Sprain or Tear
Sprains and tears are often mistaken for fractures because they are both musculoskeletal injuries. A sprain or tear, however, occurs when the ligament, or the tissue connecting two bones, stretches or tears. Unlike a fracture, where the bone cracks or breaks, a sprain or tear affects the ligament. Therefore, the difference in determining whether it is a fracture or a sprain depends on whether the bone or tissue has been damaged. Another indication of a sprain or tear is that the joint may become floppy or unstable after the injury.
Sprains and tears occur when a person falls or overextends a joint that ruptures the ligaments supporting it. Ankles and knees are common areas where sprains occur. There are varying degrees of sprain, ranging from mild to severe. In a mild sprain, the joint is stable, while the ligament stretches. A moderate sprain is when the ligament is partially torn. When this happens, the joint becomes unstable. When a severe sprain occurs, the ligament tears fully and can come apart from the bone.
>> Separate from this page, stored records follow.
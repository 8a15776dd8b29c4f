//! Archive builder and event helpers shared by the integration tests.
#![allow(dead_code)]

use flate2::Compression;
use flate2::Crc;
use flate2::write::DeflateEncoder;
use std::io::Write;

use zipstream::{Entry, Event, UnzipError, UnzipOptions, ZipStreamParser};

pub const STORED: u16 = 0;
pub const DEFLATED: u16 = 8;

/// One entry of a test archive.
#[derive(Clone)]
pub struct TestFile {
    pub name: Vec<u8>,
    pub data: Vec<u8>,
    pub method: u16,
    pub flags: u16,
    pub version: u16,
    pub extra: Vec<u8>,
    /// Write sizes in a trailing data descriptor instead of the header
    pub descriptor: bool,
    /// Override the compressed bytes (for corrupt data)
    pub raw: Option<Vec<u8>>,
}

impl TestFile {
    pub fn stored(name: &str, data: &[u8]) -> Self {
        Self {
            name: name.as_bytes().to_vec(),
            data: data.to_vec(),
            method: STORED,
            flags: 0,
            version: 20,
            extra: Vec::new(),
            descriptor: false,
            raw: None,
        }
    }

    pub fn deflated(name: &str, data: &[u8]) -> Self {
        Self {
            method: DEFLATED,
            ..Self::stored(name, data)
        }
    }

    pub fn with_descriptor(mut self) -> Self {
        self.descriptor = true;
        self.flags |= 0x8;
        self
    }

    pub fn with_flags(mut self, flags: u16) -> Self {
        self.flags |= flags;
        self
    }

    pub fn with_version(mut self, version: u16) -> Self {
        self.version = version;
        self
    }

    pub fn with_extra(mut self, id: u16, payload: &[u8]) -> Self {
        self.extra.extend_from_slice(&id.to_le_bytes());
        self.extra
            .extend_from_slice(&(payload.len() as u16).to_le_bytes());
        self.extra.extend_from_slice(payload);
        self
    }

    pub fn with_raw_name(mut self, name: &[u8]) -> Self {
        self.name = name.to_vec();
        self
    }

    pub fn with_raw_data(mut self, raw: &[u8]) -> Self {
        self.raw = Some(raw.to_vec());
        self
    }

    fn compressed(&self) -> Vec<u8> {
        if let Some(raw) = &self.raw {
            return raw.clone();
        }
        match self.method {
            DEFLATED => deflate(&self.data),
            _ => self.data.clone(),
        }
    }

    fn crc(&self) -> u32 {
        let mut crc = Crc::new();
        crc.update(&self.data);
        crc.sum()
    }
}

pub fn deflate(data: &[u8]) -> Vec<u8> {
    let mut encoder = DeflateEncoder::new(Vec::new(), Compression::default());
    encoder.write_all(data).unwrap();
    encoder.finish().unwrap()
}

/// Write `files` as a complete archive with central directory and end record.
pub fn build_archive(files: &[TestFile]) -> Vec<u8> {
    let mut out = Vec::new();
    let mut central = Vec::new();

    for file in files {
        let offset = out.len() as u32;
        let compressed = file.compressed();
        let crc = file.crc();
        let (header_crc, header_csize, header_size) = if file.descriptor {
            (0, 0, 0)
        } else {
            (crc, compressed.len() as u32, file.data.len() as u32)
        };

        out.extend_from_slice(&0x04034b50u32.to_le_bytes());
        out.extend_from_slice(&file.version.to_le_bytes());
        out.extend_from_slice(&file.flags.to_le_bytes());
        out.extend_from_slice(&file.method.to_le_bytes());
        out.extend_from_slice(&0u16.to_le_bytes());
        out.extend_from_slice(&0u16.to_le_bytes());
        out.extend_from_slice(&header_crc.to_le_bytes());
        out.extend_from_slice(&header_csize.to_le_bytes());
        out.extend_from_slice(&header_size.to_le_bytes());
        out.extend_from_slice(&(file.name.len() as u16).to_le_bytes());
        out.extend_from_slice(&(file.extra.len() as u16).to_le_bytes());
        out.extend_from_slice(&file.name);
        out.extend_from_slice(&file.extra);
        out.extend_from_slice(&compressed);

        if file.descriptor {
            out.extend_from_slice(&0x08074b50u32.to_le_bytes());
            out.extend_from_slice(&crc.to_le_bytes());
            out.extend_from_slice(&(compressed.len() as u32).to_le_bytes());
            out.extend_from_slice(&(file.data.len() as u32).to_le_bytes());
        }

        central.extend_from_slice(&0x02014b50u32.to_le_bytes());
        central.extend_from_slice(&((3u16 << 8) | 20).to_le_bytes());
        central.extend_from_slice(&file.version.to_le_bytes());
        central.extend_from_slice(&file.flags.to_le_bytes());
        central.extend_from_slice(&file.method.to_le_bytes());
        central.extend_from_slice(&0u16.to_le_bytes());
        central.extend_from_slice(&0u16.to_le_bytes());
        central.extend_from_slice(&crc.to_le_bytes());
        central.extend_from_slice(&(compressed.len() as u32).to_le_bytes());
        central.extend_from_slice(&(file.data.len() as u32).to_le_bytes());
        central.extend_from_slice(&(file.name.len() as u16).to_le_bytes());
        central.extend_from_slice(&(file.extra.len() as u16).to_le_bytes());
        central.extend_from_slice(&0u16.to_le_bytes());
        central.extend_from_slice(&0u16.to_le_bytes());
        central.extend_from_slice(&0u16.to_le_bytes());
        central.extend_from_slice(&(0o100644u32 << 16).to_le_bytes());
        central.extend_from_slice(&offset.to_le_bytes());
        central.extend_from_slice(&file.name);
        central.extend_from_slice(&file.extra);
    }

    let central_offset = out.len() as u32;
    let central_size = central.len() as u32;
    out.extend_from_slice(&central);

    out.extend_from_slice(&0x06054b50u32.to_le_bytes());
    out.extend_from_slice(&0u16.to_le_bytes());
    out.extend_from_slice(&0u16.to_le_bytes());
    out.extend_from_slice(&(files.len() as u16).to_le_bytes());
    out.extend_from_slice(&(files.len() as u16).to_le_bytes());
    out.extend_from_slice(&central_size.to_le_bytes());
    out.extend_from_slice(&central_offset.to_le_bytes());
    out.extend_from_slice(&0u16.to_le_bytes());
    out
}

/// Everything the parser produced for one archive.
#[derive(Debug, Default)]
pub struct Decoded {
    pub entries: Vec<Entry>,
    /// Concatenated data per entry index
    pub contents: Vec<Vec<u8>>,
    pub ended: Vec<usize>,
    pub entry_errors: Vec<(usize, String)>,
    pub data_events: usize,
}

impl Decoded {
    pub fn paths(&self) -> Vec<&str> {
        self.entries.iter().map(|e| e.path.as_str()).collect()
    }

    fn absorb(&mut self, events: Vec<Event>) {
        for event in events {
            match event {
                Event::Entry(entry) => {
                    assert_eq!(entry.index, self.entries.len());
                    self.entries.push(entry);
                    self.contents.push(Vec::new());
                }
                Event::Data { index, data } => {
                    assert!(!data.is_empty());
                    self.contents[index].extend_from_slice(&data);
                    self.data_events += 1;
                }
                Event::End { index } => self.ended.push(index),
                Event::EntryError { index, error } => {
                    assert!(!error.is_fatal());
                    self.entry_errors.push((index, error.to_string()));
                }
            }
        }
    }
}

/// Feed `archive` in chunks of `chunk_size` bytes.
///
/// Returns the events gathered up to the first fault and that fault, if any.
pub fn decode_with(
    archive: &[u8],
    chunk_size: usize,
    options: UnzipOptions,
) -> (Decoded, Option<UnzipError>) {
    let mut parser = ZipStreamParser::new(options);
    let mut decoded = Decoded::default();
    let mut events = Vec::new();

    for chunk in archive.chunks(chunk_size.max(1)) {
        let result = parser.write(chunk, &mut events);
        decoded.absorb(std::mem::take(&mut events));
        if let Err(e) = result {
            return (decoded, Some(e));
        }
    }
    let result = parser.finish(&mut events);
    decoded.absorb(events);
    (decoded, result.err())
}

pub fn decode(archive: &[u8], chunk_size: usize) -> Decoded {
    let (decoded, error) = decode_with(archive, chunk_size, UnzipOptions::new());
    if let Some(e) = error {
        panic!("unexpected fault: {e}");
    }
    decoded
}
The symptoms of sprains and tears include pain, swelling, and inflammation. There may be bruising and a strong feeling of release near the injured joint, which might make a popping noise. It might also be difficult to move the injured limb.
Treatment for a sprain or tear includes rest, ice, compression, and elevation. In severe cases, the limb must be fully immobilized. Sometimes, physical therapy or surgical options may be needed.